A basic prototype Process Registry.

Installation

Use the setup.py to install. The settings.py file is configured to use sqlite by default. If you want to use mysql, refer to the standard instructions for databases (https://docs.djangoproject.com/en/dev/ref/settings/#databases) on the Django documentation site.

Usage

To query, the process registry, you can do GET/POST/PUT/DELETE against

/api/process_definition/ 

to do standard Create/Update/Read/Delete operations.

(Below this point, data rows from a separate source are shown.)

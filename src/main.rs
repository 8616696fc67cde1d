//! memproxy - long-term conversation memory in front of an LLM endpoint

use anyhow::{Context, Result};
use clap::{Parser, Subcommand};
use memproxy::{
    api::build_app,
    config::{resolve_api_key, ProxyConfig, StorageBackend},
    gateway::GatewayBuilder,
    memory::{EntryStore, JsonFilePersistence, JsonlRevisionLog, RevisionLog},
};
use std::path::PathBuf;
use std::sync::Arc;
use tracing_subscriber::{layer::SubscriberExt, util::SubscriberInitExt};

#[derive(Parser)]
#[command(name = "memproxy")]
#[command(version)]
#[command(about = "Per-conversation memory proxy for OpenAI-compatible LLM APIs")]
struct Cli {
    /// Configuration file path
    #[arg(short, long, env = "MEMPROXY_CONFIG")]
    config: Option<PathBuf>,

    /// Enable verbose logging
    #[arg(short, long)]
    verbose: bool,

    /// Emit logs as JSON lines
    #[arg(long)]
    json_logs: bool,

    #[command(subcommand)]
    command: Commands,
}

#[derive(Subcommand)]
enum Commands {
    /// Run the proxy
    Serve {
        /// Host to bind to (overrides config)
        #[arg(long)]
        host: Option<String>,

        /// Port to listen on (overrides config)
        #[arg(long)]
        port: Option<u16>,
    },

    /// Show configuration
    Config {
        /// Show default configuration
        #[arg(long)]
        default: bool,
    },

    /// Print stored entries and the revision chain of a conversation
    Inspect {
        /// Conversation id
        conversation: String,
    },

    /// Run diagnostics
    Doctor,
}

#[tokio::main]
async fn main() -> Result<()> {
    let cli = Cli::parse();

    // Initialize logging
    let log_level = if cli.verbose { "debug" } else { "info" };
    let filter = tracing_subscriber::EnvFilter::try_from_default_env()
        .unwrap_or_else(|_| format!("memproxy={},tower_http=debug", log_level).into());
    let registry = tracing_subscriber::registry().with(filter);
    if cli.json_logs {
        registry
            .with(tracing_subscriber::fmt::layer().json())
            .init();
    } else {
        registry.with(tracing_subscriber::fmt::layer()).init();
    }

    let config_path = cli.config.clone().or_else(|| {
        default_config_path().filter(|p| p.exists())
    });
    let config = match &config_path {
        Some(path) => ProxyConfig::load(path)
            .with_context(|| format!("Failed to load {}", path.display()))?,
        None => ProxyConfig::default(),
    };

    match cli.command {
        Commands::Serve { host, port } => {
            run_serve(config, host, port).await?;
        }
        Commands::Config { default } => {
            show_config(if default { None } else { Some(&config) })?;
        }
        Commands::Inspect { conversation } => {
            inspect(&config, &conversation).await?;
        }
        Commands::Doctor => {
            run_doctor(&config, config_path.as_deref()).await?;
        }
    }

    Ok(())
}

async fn run_serve(config: ProxyConfig, host: Option<String>, port: Option<u16>) -> Result<()> {
    let mut builder = GatewayBuilder::new().config(config);
    if let Some(host) = host {
        builder = builder.host(host);
    }
    if let Some(port) = port {
        builder = builder.port(port);
    }
    let gateway = Arc::new(builder.build().await?);
    gateway.start().await?;

    let gateway_config = &gateway.config().gateway;
    let addr = format!("{}:{}", gateway_config.host, gateway_config.port);
    let app = build_app(gateway.clone(), &gateway_config.cors_origins);
    let listener = tokio::net::TcpListener::bind(&addr)
        .await
        .with_context(|| format!("Failed to bind {}", addr))?;

    tracing::info!("memproxy is listening on http://{}. Press Ctrl+C to stop.", addr);
    axum::serve(listener, app)
        .with_graceful_shutdown(shutdown_signal())
        .await?;

    tracing::info!("Shutting down...");
    gateway.stop().await?;
    Ok(())
}

async fn shutdown_signal() {
    if let Err(e) = tokio::signal::ctrl_c().await {
        tracing::error!("Failed to listen for Ctrl+C: {}", e);
    }
}

fn show_config(config: Option<&ProxyConfig>) -> Result<()> {
    let config = config.cloned().unwrap_or_default();
    let toml = toml::to_string_pretty(&config)?;
    println!("{}", toml);
    Ok(())
}

async fn inspect(config: &ProxyConfig, conversation: &str) -> Result<()> {
    if config.storage.backend != StorageBackend::File {
        anyhow::bail!("inspect needs the file storage backend");
    }
    let base = &config.storage.base_dir;
    let persistence = Arc::new(JsonFilePersistence::new(base).await?);
    let store = EntryStore::open(config.embedding.dimension, persistence).await?;
    let revisions = JsonlRevisionLog::new(base).await?;

    let Some(info) = store.conversation(conversation).await else {
        println!("Conversation '{}' has no stored memories", conversation);
        return Ok(());
    };

    println!("Conversation: {}", info.id);
    println!("  entries:  {}", info.entry_count);
    if let Some(summary) = &info.summary {
        println!("  summary:  {}", summary);
    }
    if let Some(head) = info.head_revision {
        println!("  head:     {}", head);
    }

    println!();
    println!("Entries:");
    for entry in store.list(conversation).await {
        println!(
            "  {} [{} | accessed {}x] {}",
            entry.id,
            entry.created_at.format("%Y-%m-%d %H:%M:%S"),
            entry.access_count,
            entry.text
        );
    }

    println!();
    println!("Revisions:");
    for rev in revisions.history(conversation).await? {
        println!(
            "  {} {} {:<8}",
            rev.timestamp.format("%Y-%m-%d %H:%M:%S"),
            rev.id,
            rev.mutation.kind()
        );
    }
    Ok(())
}

async fn run_doctor(config: &ProxyConfig, config_path: Option<&std::path::Path>) -> Result<()> {
    println!("memproxy doctor");
    println!();

    println!("Checking configuration...");
    match config_path {
        Some(path) => println!("  ✓ Configuration file: {}", path.display()),
        None => println!("  ℹ No configuration file found (using defaults)"),
    }
    match config.validate() {
        Ok(()) => println!("  ✓ Configuration is valid"),
        Err(e) => println!("  ✗ {}", e),
    }

    println!();
    println!("Checking API keys...");
    for (name, env_var) in [
        ("upstream", config.upstream.api_key_env.as_deref()),
        ("embedding", config.embedding.api_key_env.as_deref()),
        ("extraction", config.extraction.api_key_env.as_deref()),
    ] {
        match (env_var, resolve_api_key(env_var)) {
            (Some(var), Some(_)) => println!("  ✓ {}: ${} is set", name, var),
            (Some(var), None) => println!("  ✗ {}: ${} is not set", name, var),
            (None, _) => println!("  ℹ {}: no key configured", name),
        }
    }

    println!();
    println!("Checking storage...");
    match config.storage.backend {
        StorageBackend::Memory => println!("  ℹ In-memory backend, nothing is persisted"),
        StorageBackend::File => {
            let base = &config.storage.base_dir;
            let probe = base.join(".doctor");
            let writable = async {
                tokio::fs::create_dir_all(base).await?;
                tokio::fs::write(&probe, b"ok").await?;
                tokio::fs::remove_file(&probe).await
            }
            .await;
            match writable {
                Ok(()) => println!("  ✓ {} is writable", base.display()),
                Err(e) => println!("  ✗ {}: {}", base.display(), e),
            }
        }
    }

    println!();
    println!("Doctor check complete!");
    Ok(())
}

fn default_config_path() -> Option<PathBuf> {
    dirs_next::config_dir().map(|p| p.join("memproxy").join("config.toml"))
}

For example to get a list of records:

$ curl -u $USERNAME:$PASSWORD http://127.0.0.1:8000/api/process_definition/
{
  "meta": {
    "limit": 20,
    "next": null,
    "offset": 0,
    "previous": null,
    "total_count": 2
  },
  "objects": [
    {
      "definition": {
        "exec": "/path/to/executable"
      },
      "id": 1,
      "resource_uri": "/api/process_definition/1/"
    },
    {
      "definition": {
        "exec": "/path/to/executable"
      },
      "id": 2,
      "resource_uri": "/api/process_definition/2/"
    }
  ]
}

To create a process definition:

$ curl -u $USERNAME:$PASSWORD --dump-header - -H "Content-Type: application/json" -X POST --data '{"definition": {"exec": "/path/to/executable"}}' http://localhost:8000/api/process_definition/
HTTP/1.0 201 CREATED
Date: Wed, 28 Aug 2013 18:19:43 GMT
Server: WSGIServer/0.1 Python/2.7.2
Vary: Accept
Content-Type: text/html; charset=utf-8
Location: http://localhost:8000/api/process_definition/3/

etc.

Process Definition Format

The basic Process Definition format is a dictionary like the following:

{
    "exec": "/path/to/executable",
    "application": "referencetodtindtrs",
    "process_type": "typeofprocess",
    "timeout": 60,
    "cwd": "/path/to/cwd",
    "environment": {"ENVAR": "val},
    "argv": ["arg1", "arg2"],
    "input_adapter": {
        "input_type": "intype",
        "input_params": {
            "chunk_size": "10KB",
            "tcp_port": 8090
        }
    },
    "output_adapter" {
        "output_type": "outtype",
        "output_params": {
             "file": "path/to/file"
        }
    }

}

With the following parameters:

exec: Path to the executable that should be run

application: Reference to the application that this runs on. This is a DT in the DTRS, which includes the VM image it will run on, and the chef recipes / configuration that needs to be installed process_type: Type of process. Choose from:

  • single: a process that takes an input file, and produces an output (think gcc)
  • service: a process that runs for a long time

cwd: Current working directory of executable

environment: Environment variables that should be set for a process

argv: List of arguments that should be passed to the process

input_adapter: Defines a way of moving data from the messaging system to the process. A dictionary that can take the following parameters:

  • input_type: The type of input that the process expects, could be a single file that is read once, input to a port, appending to a file, writing to a unix pipe, etc.
  • input_parameters: Depends on the input type, but a dictionary of parameters to configure the input adapter

output_adapter: Defines a way of moving data produced by the process to the messaging system. A dictionary that can take the following parameters:

  • output_type: The type of output that the process produces, could be a single file, output read from a port, a file that is appended to, a unix pipe that can be read, etc.
  • output_parameters: Depends on the output type, but a dictionary of parameters to configure the output adapter

Input and Output Adapters

Since the ways in which processes get input and produce output is widely varied, we need an extensible and flexible way of defining how to adapt messages from the messaging framework to be fed to a process, and a way of reading the output produced from that process and put on the messaging framework. Some examples:

Input

file: A simple file that is fed to a process. The message is written to a file, and then fed somehow to the process, either by standard input or as an argument to the process.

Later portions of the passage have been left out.